Ought there to be a comma after that "Ken"?
Andrew Gilligan has latched onto Ken Livingstone's assertion that he never voted either for New Labour or for Tony Blair, suggesting that Livingstone therefore could not have voted Labour in 1997, 2001 or 2005. But no one voted for "New Labour". That designation has never appeared on a ballot paper. The words next to the name of a Labour party candidate were then, as they are now, "The Labour Party Candidate".
Livingstone has never lived in Sedgefield, did not support Blair for Labour Leader, and doubtless never voted for him for the Shadow Cabinet or the National Executive Committee, either. So no, he has never voted for Tony Blair, just as neither he nor anyone else has ever voted for New Labour. If Gilligan wants people who voted three times for what they thought was not a party, but merely a star vehicle and half of a four-word marketing slogan, then he needs to look to the 2010 intake on the Conservative benches. Not least, to one of them who now blogs on the same site as he does. Her former party and mine has consistently refused to confirm that she has ever left it.

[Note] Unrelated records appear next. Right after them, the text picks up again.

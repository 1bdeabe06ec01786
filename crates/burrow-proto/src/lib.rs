//! Shared wire protocol for agent ↔ edge tunnel traffic.
//! Keeping this in a dedicated crate lets both the edge server and the
//! agent CLI speak the exact same envelope format without pulling in
//! heavier runtime code.

use serde::{Deserialize, Serialize};

pub mod encoding;
pub mod headers;

pub use headers::Headers;

/// Keepalive tokens exchanged as literal text frames, outside the
/// JSON envelope format. The agent emits `PING` every 30 seconds; the
/// edge answers `PONG` without waking any tunnel logic.
pub const PING: &str = "ping";
pub const PONG: &str = "pong";

/// Interval between agent keepalive pings.
pub const KEEPALIVE_SECS: u64 = 30;

/// Timeout applied to one proxied HTTP request, on both sides. The
/// edge-side pending timeout and the agent-side local client timeout
/// are deliberately the same value so whichever fires first, the other
/// side's state is reaped within one round trip.
pub const REQUEST_TIMEOUT_SECS: u64 = 30;

/// One message of the tunnel protocol. Serialized as a JSON object
/// with a `type` tag drawn from a closed set; unknown tags fail to
/// parse and are dropped at the dispatch sites, unknown fields inside
/// a known message are ignored.
#[derive(Debug, Clone, Serialize, Deserialize)]
#[serde(tag = "type")]
pub enum Envelope {
    #[serde(rename = "http-request")]
    HttpRequest(HttpRequest),
    #[serde(rename = "http-response")]
    HttpResponse(HttpResponse),
    #[serde(rename = "ws-open")]
    WsOpen(WsOpen),
    #[serde(rename = "ws-frame")]
    WsFrame(WsFrame),
    #[serde(rename = "ws-close")]
    WsClose(WsClose),
}

impl Envelope {
    /// Serialize to the single text frame that goes on the socket.
    pub fn to_text(&self) -> String {
        serde_json::to_string(self).expect("envelope serialization cannot fail")
    }
}

/// A visitor HTTP request forwarded edge → agent.
#[derive(Debug, Clone, Serialize, Deserialize)]
pub struct HttpRequest {
    pub id: String,
    pub method: String,
    /// Path plus query string, exactly as the visitor sent it.
    pub path: String,
    pub headers: Headers,
    /// Base64 body. Omitted for GET/HEAD and empty bodies.
    #[serde(default, skip_serializing_if = "Option::is_none")]
    pub body: Option<String>,
}

/// The matching response, agent → edge, correlated by `id`.
#[derive(Debug, Clone, Serialize, Deserialize)]
pub struct HttpResponse {
    pub id: String,
    pub status: u16,
    #[serde(default)]
    pub headers: Headers,
    #[serde(default, skip_serializing_if = "Option::is_none")]
    pub body: Option<String>,
}

impl HttpResponse {
    /// Synthesized response for failures on the agent side. Always
    /// carries a short plain-text diagnostic, never a bare error.
    pub fn synthesized(id: impl Into<String>, status: u16, diagnostic: &str) -> Self {
        Self {
            id: id.into(),
            status,
            headers: Headers::new(),
            body: Some(encoding::encode_chunked(diagnostic.as_bytes())),
        }
    }
}

/// Edge → agent: a visitor opened a WebSocket; dial the local server.
#[derive(Debug, Clone, Serialize, Deserialize)]
pub struct WsOpen {
    /// Visitor session id, unique per edge region.
    pub id: String,
    pub path: String,
    #[serde(default)]
    pub headers: Headers,
}

/// One proxied WebSocket frame, either direction.
#[derive(Debug, Clone, Serialize, Deserialize)]
#[serde(rename_all = "camelCase")]
pub struct WsFrame {
    pub id: String,
    pub is_text: bool,
    /// Raw string for text frames, base64 for binary frames.
    pub payload: String,
}

/// Closure of a proxied WebSocket session, either direction.
#[derive(Debug, Clone, Serialize, Deserialize)]
pub struct WsClose {
    pub id: String,
    #[serde(default, skip_serializing_if = "Option::is_none")]
    pub code: Option<u16>,
    #[serde(default, skip_serializing_if = "Option::is_none")]
    pub reason: Option<String>,
}

/// Body of `POST /api/register`.
#[derive(Debug, Clone, Serialize, Deserialize)]
#[serde(rename_all = "camelCase")]
pub struct RegisterRequest {
    pub client_id: String,
    pub ports: Vec<u16>,
    /// Merged plug-in config, stored per tunnel on the edge.
    #[serde(default, skip_serializing_if = "Option::is_none")]
    pub config: Option<serde_json::Map<String, serde_json::Value>>,
}

/// Response of `POST /api/register`.
#[derive(Debug, Clone, Default, Serialize, Deserialize)]
pub struct RegisterResponse {
    #[serde(default)]
    pub tunnels: std::collections::HashMap<u16, String>,
    #[serde(default, skip_serializing_if = "Option::is_none")]
    pub error: Option<String>,
}

#[cfg(test)]
mod tests {
    use super::*;

    #[test]
    fn http_request_wire_shape() {
        let req = HttpRequest {
            id: "r1".into(),
            method: "GET".into(),
            path: "/foo?x=1".into(),
            headers: Headers::new(),
            body: None,
        };
        let json = Envelope::HttpRequest(req).to_text();
        let value: serde_json::Value = serde_json::from_str(&json).unwrap();
        assert_eq!(value["type"], "http-request");
        assert_eq!(value["path"], "/foo?x=1");
        // GET must not emit a body field at all.
        assert!(value.get("body").is_none());
    }

    #[test]
    fn ws_frame_uses_camel_case_tag() {
        let frame = Envelope::WsFrame(WsFrame {
            id: "s1".into(),
            is_text: true,
            payload: "hello".into(),
        });
        let value: serde_json::Value = serde_json::from_str(&frame.to_text()).unwrap();
        assert_eq!(value["type"], "ws-frame");
        assert_eq!(value["isText"], true);
        assert_eq!(value["payload"], "hello");
    }

    #[test]
    fn unknown_type_is_a_parse_error() {
        let err = serde_json::from_str::<Envelope>(r#"{"type":"mystery","id":"x"}"#);
        assert!(err.is_err());
    }

    #[test]
    fn unknown_fields_are_ignored() {
        let parsed: Envelope = serde_json::from_str(
            r#"{"type":"ws-close","id":"s1","code":1000,"futureField":42}"#,
        )
        .unwrap();
        match parsed {
            Envelope::WsClose(close) => {
                assert_eq!(close.code, Some(1000));
                assert_eq!(close.reason, None);
            }
            other => panic!("unexpected envelope: {other:?}"),
        }
    }

    #[test]
    fn register_response_tunnels_keyed_by_port() {
        let res: RegisterResponse =
            serde_json::from_str(r#"{"tunnels":{"3000":"abcd"}}"#).unwrap();
        assert_eq!(res.tunnels.get(&3000).map(String::as_str), Some("abcd"));
        assert!(res.error.is_none());
    }
}
//! In-memory stats plug-in: records every proxied request and tunnel
//! lifecycle event, and serves the numbers over a local dashboard API.
//! A single `--dashboard-port` flag controls it; port 0 disables stats
//! entirely.

mod server;

use std::collections::{HashMap, VecDeque};
use std::sync::atomic::{AtomicBool, Ordering};
use std::sync::{Arc, Mutex};
use std::time::{Instant, SystemTime, UNIX_EPOCH};

use clap::{Arg, ArgMatches, Command};
use dashmap::DashMap;
use serde::Serialize;
use tracing::warn;

use burrow_proto::{encoding, HttpRequest, HttpResponse};

use super::{ConnectionHook, Plugin, RequestContext, RequestHook};

/// Stored bodies are capped to keep the ring buffer bounded.
const MAX_STORED_BODY: usize = 64_000;

const DEFAULT_MAX_LOGS: usize = 1000;

/// One logged request/response pair.
#[derive(Debug, Clone, Serialize)]
pub struct RequestEntry {
    pub id: u64,
    pub subdomain: String,
    pub method: String,
    pub path: String,
    pub status: u16,
    pub latency_ms: u64,
    pub bytes_in: usize,
    pub bytes_out: usize,
    pub timestamp: u64,
    pub request_headers: burrow_proto::Headers,
    pub request_body: Option<String>,
    pub response_headers: burrow_proto::Headers,
    pub response_body: Option<String>,
}

/// Aggregate counters for one tunnel.
#[derive(Debug, Clone, Serialize)]
pub struct TunnelStats {
    pub subdomain: String,
    pub port: u16,
    pub total_requests: u64,
    pub error_count: u64,
    pub total_bytes_in: usize,
    pub total_bytes_out: usize,
    pub total_latency_ms: u64,
    pub max_latency_ms: u64,
    pub min_latency_ms: u64,
    pub connected_at: u64,
}

struct PendingMeta {
    start: Instant,
    subdomain: String,
}

struct StoreInner {
    tunnels: HashMap<String, TunnelStats>,
    /// Insertion order for stable iteration.
    order: Vec<String>,
    logs: VecDeque<RequestEntry>,
    max_logs: usize,
    next_id: u64,
}

/// The in-memory stats store. Safe for concurrent use.
pub struct Store {
    inner: Mutex<StoreInner>,
    /// In-flight requests keyed by request id; written by `on_request`,
    /// consumed by `after_proxy` for the same context.
    pending: DashMap<String, PendingMeta>,
}

impl Store {
    pub fn new(max_logs: usize) -> Self {
        Self {
            inner: Mutex::new(StoreInner {
                tunnels: HashMap::new(),
                order: Vec::new(),
                logs: VecDeque::new(),
                max_logs,
                next_id: 0,
            }),
            pending: DashMap::new(),
        }
    }

    pub fn record_connect(&self, subdomain: &str, port: u16) {
        let mut inner = self.inner.lock().unwrap();
        inner.tunnels.insert(
            subdomain.to_string(),
            TunnelStats {
                subdomain: subdomain.to_string(),
                port,
                total_requests: 0,
                error_count: 0,
                total_bytes_in: 0,
                total_bytes_out: 0,
                total_latency_ms: 0,
                max_latency_ms: 0,
                min_latency_ms: u64::MAX,
                connected_at: unix_now(),
            },
        );
        if !inner.order.iter().any(|s| s == subdomain) {
            inner.order.push(subdomain.to_string());
        }
    }

    pub fn record_disconnect(&self, subdomain: &str) {
        let mut inner = self.inner.lock().unwrap();
        inner.tunnels.remove(subdomain);
        inner.order.retain(|s| s != subdomain);
    }

    fn begin_request(&self, ctx: &RequestContext) {
        self.pending.insert(
            ctx.req_id.clone(),
            PendingMeta {
                start: Instant::now(),
                subdomain: ctx.subdomain.clone(),
            },
        );
    }

    fn finish_request(&self, ctx: &RequestContext, request: &HttpRequest, response: &HttpResponse) {
        let (latency_ms, subdomain) = match self.pending.remove(&ctx.req_id) {
            Some((_, meta)) => (meta.start.elapsed().as_millis() as u64, meta.subdomain),
            None => (0, ctx.subdomain.clone()),
        };

        let request_body = request.body.as_deref().and_then(decode_for_storage);
        let response_body = response.body.as_deref().and_then(decode_for_storage);
        let bytes_in = request
            .body
            .as_deref()
            .map(decoded_len)
            .unwrap_or_default();
        let bytes_out = response
            .body
            .as_deref()
            .map(decoded_len)
            .unwrap_or_default();

        let mut inner = self.inner.lock().unwrap();
        inner.next_id += 1;
        let entry = RequestEntry {
            id: inner.next_id,
            subdomain: subdomain.clone(),
            method: request.method.clone(),
            path: request.path.clone(),
            status: response.status,
            latency_ms,
            bytes_in,
            bytes_out,
            timestamp: unix_now(),
            request_headers: request.headers.clone(),
            request_body,
            response_headers: response.headers.clone(),
            response_body,
        };
        if inner.logs.len() >= inner.max_logs {
            inner.logs.pop_front();
        }
        inner.logs.push_back(entry);

        if let Some(stats) = inner.tunnels.get_mut(&subdomain) {
            stats.total_requests += 1;
            stats.total_bytes_in += bytes_in;
            stats.total_bytes_out += bytes_out;
            stats.total_latency_ms += latency_ms;
            stats.max_latency_ms = stats.max_latency_ms.max(latency_ms);
            stats.min_latency_ms = stats.min_latency_ms.min(latency_ms);
            if response.status >= 400 {
                stats.error_count += 1;
            }
        }
    }

    /// All tunnel aggregates, in connect order.
    pub fn snapshot(&self) -> Vec<TunnelStats> {
        let inner = self.inner.lock().unwrap();
        inner
            .order
            .iter()
            .filter_map(|subdomain| inner.tunnels.get(subdomain))
            .cloned()
            .map(|mut stats| {
                if stats.total_requests == 0 {
                    stats.min_latency_ms = 0;
                }
                stats
            })
            .collect()
    }

    /// The most recent `n` request entries, oldest first.
    pub fn recent_logs(&self, n: usize) -> Vec<RequestEntry> {
        let inner = self.inner.lock().unwrap();
        let skip = inner.logs.len().saturating_sub(n);
        inner.logs.iter().skip(skip).cloned().collect()
    }
}

fn unix_now() -> u64 {
    SystemTime::now()
        .duration_since(UNIX_EPOCH)
        .map(|d| d.as_secs())
        .unwrap_or_default()
}

fn decoded_len(encoded: &str) -> usize {
    encoding::decode(encoded)
        .map(|b| b.len())
        .unwrap_or(encoded.len())
}

fn decode_for_storage(encoded: &str) -> Option<String> {
    let bytes = encoding::decode(encoded).ok()?;
    if bytes.len() >= MAX_STORED_BODY {
        return None;
    }
    String::from_utf8(bytes).ok()
}

// --- Plug-in wiring ---

pub struct StatsPlugin {
    dashboard_port: u16,
    store: Arc<Store>,
    dashboard_started: Arc<AtomicBool>,
}

impl StatsPlugin {
    pub fn new() -> Self {
        Self {
            dashboard_port: 9999,
            store: Arc::new(Store::new(DEFAULT_MAX_LOGS)),
            dashboard_started: Arc::new(AtomicBool::new(false)),
        }
    }

    /// The underlying store, for external consumers.
    pub fn store(&self) -> Arc<Store> {
        self.store.clone()
    }
}

impl Default for StatsPlugin {
    fn default() -> Self {
        Self::new()
    }
}

impl Plugin for StatsPlugin {
    fn name(&self) -> &'static str {
        "stats"
    }

    fn register_flags(&self, command: Command) -> Command {
        command.arg(
            Arg::new("dashboard-port")
                .long("dashboard-port")
                .value_name("PORT")
                .default_value("9999")
                .help("Stats dashboard port (0 to disable stats entirely)"),
        )
    }

    fn configure(&mut self, matches: &ArgMatches) {
        if let Some(port) = matches
            .get_one::<String>("dashboard-port")
            .and_then(|v| v.parse().ok())
        {
            self.dashboard_port = port;
        }
    }

    fn enabled(&self) -> bool {
        self.dashboard_port > 0
    }

    fn request_hooks(&self) -> Vec<Arc<dyn RequestHook>> {
        vec![Arc::new(StatsRequestHook {
            store: self.store.clone(),
        })]
    }

    fn connection_hooks(&self) -> Vec<Arc<dyn ConnectionHook>> {
        vec![Arc::new(StatsConnectionHook {
            store: self.store.clone(),
            dashboard_port: self.dashboard_port,
            dashboard_started: self.dashboard_started.clone(),
        })]
    }
}

struct StatsRequestHook {
    store: Arc<Store>,
}

impl RequestHook for StatsRequestHook {
    fn after_proxy(
        &self,
        ctx: &RequestContext,
        request: &HttpRequest,
        response: HttpResponse,
    ) -> HttpResponse {
        self.store.finish_request(ctx, request, &response);
        response
    }
}

struct StatsConnectionHook {
    store: Arc<Store>,
    dashboard_port: u16,
    dashboard_started: Arc<AtomicBool>,
}

impl ConnectionHook for StatsConnectionHook {
    fn on_connect(&self, subdomain: &str, port: u16) {
        self.store.record_connect(subdomain, port);
        self.start_dashboard();
    }

    fn on_disconnect(&self, subdomain: &str, _error: Option<&str>) {
        self.store.record_disconnect(subdomain);
    }

    fn on_request(&self, ctx: &RequestContext) {
        self.store.begin_request(ctx);
    }
}

impl StatsConnectionHook {
    /// Start the dashboard API on first connect.
    fn start_dashboard(&self) {
        if self.dashboard_port == 0 || self.dashboard_started.swap(true, Ordering::SeqCst) {
            return;
        }
        let store = self.store.clone();
        let port = self.dashboard_port;
        tokio::spawn(async move {
            if let Err(err) = server::serve(store, port).await {
                warn!(%err, "stats dashboard server failed");
            }
        });
    }
}
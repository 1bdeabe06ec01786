use std::collections::HashMap;
use std::net::SocketAddr;

use axum::extract::ws::WebSocketUpgrade;
use axum::extract::{ConnectInfo, Query, Request, State};
use axum::http::{header, StatusCode};
use axum::response::{IntoResponse, Json, Response};
use serde::Deserialize;
use tracing::{debug, error, info};
use uuid::Uuid;

use burrow_proto::{encoding, headers, HttpRequest, HttpResponse, RegisterRequest, RegisterResponse};

use crate::middleware::VisitorContext;
use crate::mux::ProxyError;
use crate::AppState;

/// `POST /api/register` — idempotent on `(clientId, port)`: an
/// existing tunnel keeps its subdomain (its config is overwritten when
/// a new one is supplied), a new port gets a fresh allocation.
pub async fn register(
    State(state): State<AppState>,
    Json(request): Json<RegisterRequest>,
) -> Response {
    if request.client_id.is_empty() || request.ports.is_empty() {
        return register_error(StatusCode::BAD_REQUEST, "clientId and ports are required");
    }

    let config = request.config.map(serde_json::Value::Object);
    let mut tunnels = HashMap::new();
    for port in request.ports {
        match state
            .registry
            .ensure_tunnel(&request.client_id, port, config.as_ref())
            .await
        {
            Ok(outcome) => {
                if outcome.config_updated {
                    state.config_cache.invalidate(&outcome.subdomain);
                }
                info!(client_id = %request.client_id, port, subdomain = %outcome.subdomain, "tunnel registered");
                tunnels.insert(port, outcome.subdomain);
            }
            Err(err) => {
                error!(client_id = %request.client_id, port, %err, "tunnel registration failed");
                return register_error(StatusCode::INTERNAL_SERVER_ERROR, &err.to_string());
            }
        }
    }

    Json(RegisterResponse {
        tunnels,
        error: None,
    })
    .into_response()
}

fn register_error(status: StatusCode, message: &str) -> Response {
    (
        status,
        Json(RegisterResponse {
            tunnels: HashMap::new(),
            error: Some(message.to_string()),
        }),
    )
        .into_response()
}

#[derive(Debug, Deserialize)]
pub struct TunnelQuery {
    subdomain: Option<String>,
}

/// `GET /_tunnel?subdomain=<s>` — the agent socket endpoint. 400 when
/// the subdomain parameter is missing, 426 when the request is not a
/// WebSocket upgrade.
pub async fn tunnel_upgrade(
    State(state): State<AppState>,
    Query(query): Query<TunnelQuery>,
    ws: Option<WebSocketUpgrade>,
) -> Response {
    let Some(subdomain) = query.subdomain.filter(|s| !s.is_empty()) else {
        return (StatusCode::BAD_REQUEST, "Missing subdomain parameter").into_response();
    };
    let Some(ws) = ws else {
        return StatusCode::UPGRADE_REQUIRED.into_response();
    };
    let mux = state.mux.clone();
    ws.on_upgrade(move |socket| mux.serve_agent(socket, subdomain))
}

/// Catch-all for `https://<subdomain>.<zone>/*` visitor traffic.
pub async fn visitor(
    State(state): State<AppState>,
    ConnectInfo(remote_addr): ConnectInfo<SocketAddr>,
    ws: Option<WebSocketUpgrade>,
    request: Request,
) -> Response {
    let Some(subdomain) = request
        .headers()
        .get(header::HOST)
        .and_then(|v| v.to_str().ok())
        .and_then(subdomain_from_host)
    else {
        return (StatusCode::NOT_FOUND, "Not found").into_response();
    };
    let subdomain = subdomain.to_string();

    if state.reserved.contains(&subdomain) {
        return (StatusCode::NOT_FOUND, "Not found").into_response();
    }

    let config = state.config_cache.load(&state.registry, &subdomain).await;
    let ctx = VisitorContext {
        subdomain: &subdomain,
        config: &config,
        remote_ip: Some(remote_addr.ip()),
        headers: request.headers(),
    };
    for middleware in state.middlewares.iter() {
        if let Some(response) = middleware.check(&ctx) {
            debug!(%subdomain, middleware = middleware.name(), "request short-circuited");
            return response;
        }
    }

    if !state.mux.agent_connected(&subdomain) {
        return (StatusCode::BAD_GATEWAY, "Tunnel not connected").into_response();
    }

    let path = request
        .uri()
        .path_and_query()
        .map(|pq| pq.to_string())
        .unwrap_or_else(|| "/".to_string());

    match ws {
        Some(ws) => {
            let wire_headers = headers::from_header_map(request.headers());
            let mux = state.mux.clone();
            ws.on_upgrade(move |socket| mux.serve_visitor(socket, subdomain, path, wire_headers))
        }
        None => proxy_visitor_request(&state, &subdomain, path, request).await,
    }
}

async fn proxy_visitor_request(
    state: &AppState,
    subdomain: &str,
    path: String,
    request: Request,
) -> Response {
    let (parts, body) = request.into_parts();
    let method = parts.method.as_str().to_string();
    let wire_headers = headers::from_header_map(&parts.headers);

    // GET and HEAD never carry a body field.
    let body = if parts.method == http::Method::GET || parts.method == http::Method::HEAD {
        None
    } else {
        match axum::body::to_bytes(body, usize::MAX).await {
            Ok(bytes) if bytes.is_empty() => None,
            Ok(bytes) => Some(encoding::encode_chunked(&bytes)),
            Err(err) => {
                debug!(subdomain, %err, "failed to read visitor body");
                return (StatusCode::BAD_REQUEST, "Failed to read request body").into_response();
            }
        }
    };

    let envelope = HttpRequest {
        id: Uuid::new_v4().to_string(),
        method,
        path,
        headers: wire_headers,
        body,
    };

    match state.mux.proxy_http(subdomain, envelope).await {
        Ok(response) => visitor_response(response),
        Err(ProxyError::Timeout) => {
            (StatusCode::GATEWAY_TIMEOUT, "Request timed out").into_response()
        }
        Err(ProxyError::TunnelNotConnected) => {
            (StatusCode::BAD_GATEWAY, "Tunnel not connected").into_response()
        }
        Err(ProxyError::SendFailed) | Err(ProxyError::TunnelClosed) => {
            (StatusCode::BAD_GATEWAY, "Tunnel disconnected").into_response()
        }
    }
}

/// Rebuild the visitor-facing response from the agent's envelope.
fn visitor_response(envelope: HttpResponse) -> Response {
    let status = StatusCode::from_u16(envelope.status).unwrap_or(StatusCode::BAD_GATEWAY);
    let body = match envelope.body.as_deref() {
        Some(encoded) => match encoding::decode(encoded) {
            Ok(bytes) => bytes,
            Err(_) => {
                return (StatusCode::BAD_GATEWAY, "Invalid response body from tunnel")
                    .into_response()
            }
        },
        None => Vec::new(),
    };

    let mut response = Response::new(axum::body::Body::from(body));
    *response.status_mut() = status;
    *response.headers_mut() = headers::to_header_map(&envelope.headers);
    response
}

/// First DNS label of the Host header, without any port suffix.
fn subdomain_from_host(host: &str) -> Option<&str> {
    let hostname = host.split(':').next()?;
    let label = hostname.split('.').next()?;
    if label.is_empty() {
        None
    } else {
        Some(label)
    }
}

That MP and blogger, Louise Mensch, sits alongside that fully paid up and card-carrying Lib Dem activist against marriage and the monarchy, Liz Truss, as well as the Pakistan People's Party's Rehman Chishti. But Gilligan is no more likely to investigate any of them than he is to investigate that, how and why the entire Socialist Workers' Party faction of Respect in Tower Hamlets not long ago defected to the Conservative Party after having fallen out with the Islamists. Or the activities of Johanna Kaschke, a longstanding Respect and Communist Party figure, who left the Labour Party in 2007 after having failed to secure its nomination for Bethnal Green and Bow, and who ended that year by joining the Conservative Party, in which she has rapidly become a well-connected activist.
Or the fact that around the country, local factions of various Asian and other origins routinely defect from Labour or other things to the Conservatives on frankly communal grounds, and are always welcomed with open arms. Or the way in which David Cameron's vehicles toured Ealing Southall blasting out in Asian languages that Hindu, Muslim and Sikh festivals would be made public holidays under his party. His "Quality of Life Commission" (don't laugh, it's real) then proposed giving the power to decide these things to "local community leaders".
What else will those figures be given the power to decide in return for filling in every postal voting form in their households in the Bullingdon Boys' interest, and making sure that all their mates did likewise? To the statelets thus created – little Caliphates, little Hindutvas, little Khalistans, and so on – people minded to live in such places will flock from the ends of the earth, entrenching the situation for ever. Not exclusively in London. But very largely so. Yet don't expect to read anything about that by the Daily Telegraph's supposedly fearless London Editor, Andrew Gilligan.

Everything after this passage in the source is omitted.